In Mexico, the educational system reflects some of the country’s many contrasts. On the one hand, it is believed that the nation can achieve equality of rights for everyone through education. The basis of the Mexican educational system is the country’s constitution, which was written in 1917. It requires education to be free, compulsory, and universal. It also states that education should support national unity and lead to social, economic, and cultural improvement of the people. At lower levels, this means that there is emphasis on the country’s rich cultural history. Children read about national heroes –especially native people (Indians). However, it is often difficult to provide education in rural areas, where many of the indigenous people live. People in these areas are poor and isolated geographically. There aren’t enough schools, and rural teachers must be able to teach all six grades of primary school. Also, traditions among some indigenous people do not typically include school attendance.

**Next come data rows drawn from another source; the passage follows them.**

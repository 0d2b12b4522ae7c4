//! Disk, XML and template implementations of the
//! `taskforge_core::application::ports` traits.

pub mod descriptor;
pub mod discovery;
pub mod filesystem;
pub mod project_file;
pub mod renderer;

pub use descriptor::XmlDescriptorParser;
pub use discovery::{DirectoryTaskLibrarySource, DirectoryTypekitSource, ManifestPackageResolver};
pub use filesystem::{LocalFilesystem, MemoryFilesystem};
pub use project_file::read_project;
pub use renderer::BuiltinRenderer;
//! Task libraries stored as project declaration files.

use std::path::PathBuf;

use tracing::{instrument, warn};

use taskforge_core::{
    application::ports::TaskLibrarySource, domain::ProjectDecl, error::ForgeResult,
};

use super::{find_in, names_with_suffix};
use crate::project_file::{PROJECT_FILE_SUFFIX, read_project};

/// Finds `<name>.orogen.toml` in a search path.
#[derive(Debug, Clone, Default)]
pub struct DirectoryTaskLibrarySource {
    search_path: Vec<PathBuf>,
}

impl DirectoryTaskLibrarySource {
    pub fn new(search_path: Vec<PathBuf>) -> Self {
        Self { search_path }
    }
}

impl TaskLibrarySource for DirectoryTaskLibrarySource {
    #[instrument(skip(self))]
    fn load(&self, name: &str) -> ForgeResult<Option<ProjectDecl>> {
        let Some(path) = find_in(&self.search_path, &format!("{name}{PROJECT_FILE_SUFFIX}")) else {
            return Ok(None);
        };
        let decl = read_project(&path)?;
        if decl.name != name {
            warn!(
                file = %path.display(),
                declared = %decl.name,
                "Task library file declares a different project name"
            );
        }
        Ok(Some(decl))
    }

    fn available(&self) -> ForgeResult<Vec<String>> {
        Ok(names_with_suffix(&self.search_path, PROJECT_FILE_SUFFIX))
    }
}
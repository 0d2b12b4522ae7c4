//! On-disk discovery of typekits, packages and task libraries.
//!
//! Every source is configured with an ordered list of search directories.
//! The first directory holding a matching file wins.
//!
//! ```text
//! typekit_paths/
//! ├── base.tlb            ← XML type descriptor
//! ├── base.typelist       ← exported names, `0` flag for internal types
//! └── base.package        ← optional: name of the providing package
//! package_paths/
//! └── base-typekit.toml   ← package manifest
//! task_library_paths/
//! └── drivers.orogen.toml ← task library declaration
//! ```

mod packages;
mod task_libraries;
mod typekits;

use std::path::{Path, PathBuf};

use walkdir::WalkDir;

pub use packages::{ManifestPackageResolver, PackageManifest};
pub use task_libraries::DirectoryTaskLibrarySource;
pub use typekits::DirectoryTypekitSource;

/// First `<dir>/<file_name>` that exists.
fn find_in(search_path: &[PathBuf], file_name: &str) -> Option<PathBuf> {
    search_path
        .iter()
        .map(|dir| dir.join(file_name))
        .find(|candidate| candidate.is_file())
}

/// Names of the files directly under the search directories ending in
/// `suffix`, with the suffix stripped. Sorted, without duplicates.
fn names_with_suffix(search_path: &[PathBuf], suffix: &str) -> Vec<String> {
    let mut names: Vec<String> = search_path
        .iter()
        .filter(|dir| dir.is_dir())
        .flat_map(|dir| WalkDir::new(dir).min_depth(1).max_depth(1))
        .filter_map(Result::ok)
        .filter(|entry| entry.file_type().is_file())
        .filter_map(|entry| {
            entry
                .file_name()
                .to_str()
                .and_then(|name| name.strip_suffix(suffix))
                .map(str::to_string)
        })
        .collect();
    names.sort();
    names.dedup();
    names
}

fn read(path: &Path) -> taskforge_core::error::ForgeResult<String> {
    std::fs::read_to_string(path).map_err(|e| {
        taskforge_core::application::ApplicationError::FilesystemError {
            path: path.to_path_buf(),
            reason: format!("Failed to read file: {}", e),
        }
        .into()
    })
}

The Japanese value education highly. One statistic reflects this: the Japanese place such importance on education that 88 percent of all students complete not only primary school but also high school. Public schools are all both free and egalitarian; all students are considered equal and learn the same material. For social reasons, it’s important for a student to receive a university degree – and a degree from “the right university”. To reach this goal, students have to go through “examination hell”. There are difficult exams for entrance to all universities, to many of the better primary and secondary schools, and even to some kindergartens! Japanese students need great discipline; in order to make time for their studies, they need the self-control to give up hobbies, sports, and social life. Results of these exams affect the entire family because there is high status, or social position, for the whole family when the children have high test scores.
In the United Kingdom (Britain), the educational system reflects the class system. All state schools – primary, secondary, and university – are free, and the first nine years are egalitarian; all students learn the same material. At age eleven, students take an important national exam. After this, they attend one of these three possible secondary school: college preparatory, vocational (for job training), or comprehensive (with both groups of students). However, 6 percent of British students attend expensive private schools. These are students from upper-class families. Half of the students at Oxford and Cambridge universities come from such expensive secondary schools. It might seem that anyone can afford to go to a university because all universities are free, but only 1 percent of the lower class goes to university. Because graduates from good universities get the best jobs, it is clear that success is largely a result of one’s social class.
The United States
Education in the United States is available to everyone, but not all schools are equal. Public primary and secondary schools are free for everyone; there is no tuition. Almost 80 percent of all Americans are high school graduates. Students themselves decide if they want college-preparatory or vocational classes in high school; no national exam determines this. Higher education is not free, but it is available to almost anyone, and about 60 percent of all high school graduates attend college or university. Older people have the opportunity to attend college, too, because Americans believe that “you’re never too old to learn.” On the other hand, there are also problems in U.S. schools. In many secondary schools, there are problems with lack of discipline and with drugs and crime. In addition, public schools receive their money from local taxes, so schools in poor areas receive less money. As a result, they don’t have enough good teachers or laboratory equipments, and the buildings are often not in good condition. Clearly, U.S. education reflects both the best and the worst of the society.
It is clear that each educational system is a reflection of the larger culture – both positive and negative aspects of its economy, values, and social structure. Look at a country’s schools, and you will learn about the society in which they exist.